**Your goal:** Calculate how many lines of the data hold "Applied". The answer consists of that number only.

**The records:**

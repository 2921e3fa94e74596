//! Domain model for the weekdays a medication is taken on.
use std::fmt;

/// A day of the week, in the order the app displays them (Monday first).
#[derive(Debug, Clone, Copy, PartialEq, Eq, Hash)]
pub enum Weekday {
    Monday,
    Tuesday,
    Wednesday,
    Thursday,
    Friday,
    Saturday,
    Sunday,
}

impl Weekday {
    /// Canonical ordering of the 3-letter labels
    pub const ALL: [Weekday; 7] = [
        Weekday::Monday,
        Weekday::Tuesday,
        Weekday::Wednesday,
        Weekday::Thursday,
        Weekday::Friday,
        Weekday::Saturday,
        Weekday::Sunday,
    ];

    /// The 3-letter Spanish label stored by current app versions
    pub fn label(&self) -> &'static str {
        match self {
            Weekday::Monday => "Lun",
            Weekday::Tuesday => "Mar",
            Weekday::Wednesday => "Mié",
            Weekday::Thursday => "Jue",
            Weekday::Friday => "Vie",
            Weekday::Saturday => "Sab",
            Weekday::Sunday => "Dom",
        }
    }

    /// The single-letter code stored by older app versions
    pub fn legacy_code(&self) -> &'static str {
        match self {
            Weekday::Monday => "L",
            Weekday::Tuesday => "M",
            Weekday::Wednesday => "X",
            Weekday::Thursday => "J",
            Weekday::Friday => "V",
            Weekday::Saturday => "S",
            Weekday::Sunday => "D",
        }
    }

    /// Look up a legacy code. Matching is exact: `"m"` is not a code.
    pub fn from_legacy_code(code: &str) -> Option<Weekday> {
        match code {
            "L" => Some(Weekday::Monday),
            "M" => Some(Weekday::Tuesday),
            "X" => Some(Weekday::Wednesday),
            "J" => Some(Weekday::Thursday),
            "V" => Some(Weekday::Friday),
            "S" => Some(Weekday::Saturday),
            "D" => Some(Weekday::Sunday),
            _ => None,
        }
    }

    /// Look up a canonical 3-letter label
    pub fn from_label(label: &str) -> Option<Weekday> {
        Weekday::ALL.into_iter().find(|day| day.label() == label)
    }
}

impl fmt::Display for Weekday {
    fn fmt(&self, f: &mut fmt::Formatter<'_>) -> fmt::Result {
        f.write_str(self.label())
    }
}
//! Domain-level command and result types for the day-code migration.
//! The CLI layer builds these from its parsed arguments; the report layer
//! renders the results.

use shared::{DaysChange, MigrationMode, MigrationSummary};

/// Input for a migration run.
#[derive(Debug, Clone, Copy)]
pub struct MigrateDaysCommand {
    pub mode: MigrationMode,
}

/// Records that need rewriting, computed from one collection snapshot.
#[derive(Debug, Clone, Default, PartialEq)]
pub struct MigrationPlan {
    /// Size of the snapshot
    pub total: usize,
    /// The worklist, in snapshot order
    pub changes: Vec<DaysChange>,
}

impl MigrationPlan {
    pub fn is_empty(&self) -> bool {
        self.changes.is_empty()
    }

    /// Records already in canonical form
    pub fn unchanged(&self) -> usize {
        self.total - self.changes.len()
    }
}

/// Result of a migration run.
#[derive(Debug, Clone, PartialEq)]
pub enum MigrationOutcome {
    /// Every record was already normalized
    NothingToDo { total: usize },
    /// Changes computed but not written
    DryRun { total: usize, changes: Vec<DaysChange> },
    /// Changes written; some may have failed
    Applied(MigrationSummary),
}

impl MigrationOutcome {
    /// Size of the worklist the run acted on
    pub fn pending(&self) -> usize {
        match self {
            MigrationOutcome::NothingToDo { .. } => 0,
            MigrationOutcome::DryRun { changes, .. } => changes.len(),
            MigrationOutcome::Applied(summary) => summary.updated_count() + summary.failed_count(),
        }
    }
}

**Exercise output:** 2